Provided records =>
━━━━━━━━━━━━━━━━━━━━━━━━━━━━━━

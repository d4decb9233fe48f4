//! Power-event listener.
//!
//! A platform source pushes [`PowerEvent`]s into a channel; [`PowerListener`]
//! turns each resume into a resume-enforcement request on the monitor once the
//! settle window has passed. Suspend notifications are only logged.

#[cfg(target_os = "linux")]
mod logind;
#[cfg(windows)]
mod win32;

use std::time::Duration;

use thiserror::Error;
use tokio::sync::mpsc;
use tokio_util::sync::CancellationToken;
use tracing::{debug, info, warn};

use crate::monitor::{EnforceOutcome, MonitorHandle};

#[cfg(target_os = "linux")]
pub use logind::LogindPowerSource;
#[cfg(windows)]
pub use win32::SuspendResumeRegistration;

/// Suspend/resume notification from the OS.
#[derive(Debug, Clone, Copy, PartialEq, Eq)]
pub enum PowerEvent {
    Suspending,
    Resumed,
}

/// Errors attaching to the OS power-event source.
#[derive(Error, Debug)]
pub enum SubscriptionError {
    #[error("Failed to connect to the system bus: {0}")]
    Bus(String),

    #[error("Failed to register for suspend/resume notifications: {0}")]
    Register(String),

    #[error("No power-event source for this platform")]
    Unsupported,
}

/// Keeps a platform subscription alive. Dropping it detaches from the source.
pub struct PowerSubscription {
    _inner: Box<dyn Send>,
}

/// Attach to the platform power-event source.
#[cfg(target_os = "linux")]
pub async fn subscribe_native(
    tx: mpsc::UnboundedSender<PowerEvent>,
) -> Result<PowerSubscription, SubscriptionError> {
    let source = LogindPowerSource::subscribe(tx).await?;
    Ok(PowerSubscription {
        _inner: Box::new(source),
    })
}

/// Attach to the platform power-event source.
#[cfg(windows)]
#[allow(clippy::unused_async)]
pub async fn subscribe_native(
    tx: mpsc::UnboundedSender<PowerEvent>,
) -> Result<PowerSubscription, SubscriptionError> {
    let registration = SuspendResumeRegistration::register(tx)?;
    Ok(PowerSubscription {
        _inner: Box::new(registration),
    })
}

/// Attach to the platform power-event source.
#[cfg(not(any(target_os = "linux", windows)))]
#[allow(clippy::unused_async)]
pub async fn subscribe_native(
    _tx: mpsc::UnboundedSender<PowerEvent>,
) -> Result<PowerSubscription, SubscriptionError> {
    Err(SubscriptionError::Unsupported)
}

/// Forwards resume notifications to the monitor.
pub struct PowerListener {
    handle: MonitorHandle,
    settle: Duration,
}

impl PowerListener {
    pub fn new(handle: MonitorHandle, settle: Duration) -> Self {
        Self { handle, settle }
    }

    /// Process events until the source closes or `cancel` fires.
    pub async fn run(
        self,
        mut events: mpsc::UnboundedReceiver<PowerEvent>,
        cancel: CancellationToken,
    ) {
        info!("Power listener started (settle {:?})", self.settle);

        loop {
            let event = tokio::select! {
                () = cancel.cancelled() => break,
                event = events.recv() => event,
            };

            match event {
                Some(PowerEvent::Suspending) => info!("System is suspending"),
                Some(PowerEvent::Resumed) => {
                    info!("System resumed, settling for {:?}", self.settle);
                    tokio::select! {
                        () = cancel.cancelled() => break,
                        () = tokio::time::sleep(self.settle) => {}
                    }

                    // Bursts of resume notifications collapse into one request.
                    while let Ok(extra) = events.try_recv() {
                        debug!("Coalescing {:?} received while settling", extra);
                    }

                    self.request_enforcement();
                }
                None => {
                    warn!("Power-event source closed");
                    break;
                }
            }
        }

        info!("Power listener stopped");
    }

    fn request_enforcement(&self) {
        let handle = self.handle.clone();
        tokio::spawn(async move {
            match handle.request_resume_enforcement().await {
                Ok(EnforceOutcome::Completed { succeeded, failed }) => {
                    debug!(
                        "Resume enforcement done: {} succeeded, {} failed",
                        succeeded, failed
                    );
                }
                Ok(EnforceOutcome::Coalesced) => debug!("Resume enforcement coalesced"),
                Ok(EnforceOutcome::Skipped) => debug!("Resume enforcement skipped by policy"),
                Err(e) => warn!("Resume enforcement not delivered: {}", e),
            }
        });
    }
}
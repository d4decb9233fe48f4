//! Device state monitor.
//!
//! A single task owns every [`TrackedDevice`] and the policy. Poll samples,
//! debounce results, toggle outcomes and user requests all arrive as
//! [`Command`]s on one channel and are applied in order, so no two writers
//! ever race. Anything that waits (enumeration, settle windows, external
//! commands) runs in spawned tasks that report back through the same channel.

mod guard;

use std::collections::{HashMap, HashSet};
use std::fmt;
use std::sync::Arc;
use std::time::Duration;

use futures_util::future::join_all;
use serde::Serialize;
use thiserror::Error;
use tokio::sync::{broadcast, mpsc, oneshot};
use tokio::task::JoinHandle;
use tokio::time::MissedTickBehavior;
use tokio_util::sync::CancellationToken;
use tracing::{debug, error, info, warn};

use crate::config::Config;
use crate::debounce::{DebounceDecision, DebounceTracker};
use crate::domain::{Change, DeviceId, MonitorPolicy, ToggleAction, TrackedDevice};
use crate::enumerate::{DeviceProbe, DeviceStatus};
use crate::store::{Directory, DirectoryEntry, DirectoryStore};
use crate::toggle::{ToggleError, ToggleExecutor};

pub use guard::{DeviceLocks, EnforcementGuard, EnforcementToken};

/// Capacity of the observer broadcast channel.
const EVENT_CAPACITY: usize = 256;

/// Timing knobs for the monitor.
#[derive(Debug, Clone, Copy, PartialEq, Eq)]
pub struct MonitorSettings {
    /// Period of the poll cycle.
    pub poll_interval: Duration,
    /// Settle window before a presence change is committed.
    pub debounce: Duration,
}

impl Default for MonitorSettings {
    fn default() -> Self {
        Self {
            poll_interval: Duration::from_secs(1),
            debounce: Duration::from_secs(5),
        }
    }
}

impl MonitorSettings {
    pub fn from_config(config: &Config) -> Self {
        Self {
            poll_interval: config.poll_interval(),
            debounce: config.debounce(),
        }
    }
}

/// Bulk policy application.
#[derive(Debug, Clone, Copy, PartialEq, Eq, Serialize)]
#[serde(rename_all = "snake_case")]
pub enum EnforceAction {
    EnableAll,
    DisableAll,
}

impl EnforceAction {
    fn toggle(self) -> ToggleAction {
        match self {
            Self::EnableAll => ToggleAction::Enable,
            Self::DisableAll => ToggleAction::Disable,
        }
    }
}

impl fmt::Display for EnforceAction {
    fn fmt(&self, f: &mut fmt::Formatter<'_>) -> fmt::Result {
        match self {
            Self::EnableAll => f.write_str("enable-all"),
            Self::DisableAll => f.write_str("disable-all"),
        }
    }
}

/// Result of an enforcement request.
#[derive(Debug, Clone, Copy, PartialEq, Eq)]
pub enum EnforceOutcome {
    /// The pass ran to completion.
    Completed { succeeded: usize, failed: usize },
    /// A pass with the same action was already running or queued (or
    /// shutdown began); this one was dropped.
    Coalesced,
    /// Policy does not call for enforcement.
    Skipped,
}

━━━━━━━━━━━━━━━━━━━━━━━━━━━━━━

Work order =>
Copy each line of the records containing the string "Unsupported".

Answer section =>
    Unsupported,
    Err(SubscriptionError::Unsupported)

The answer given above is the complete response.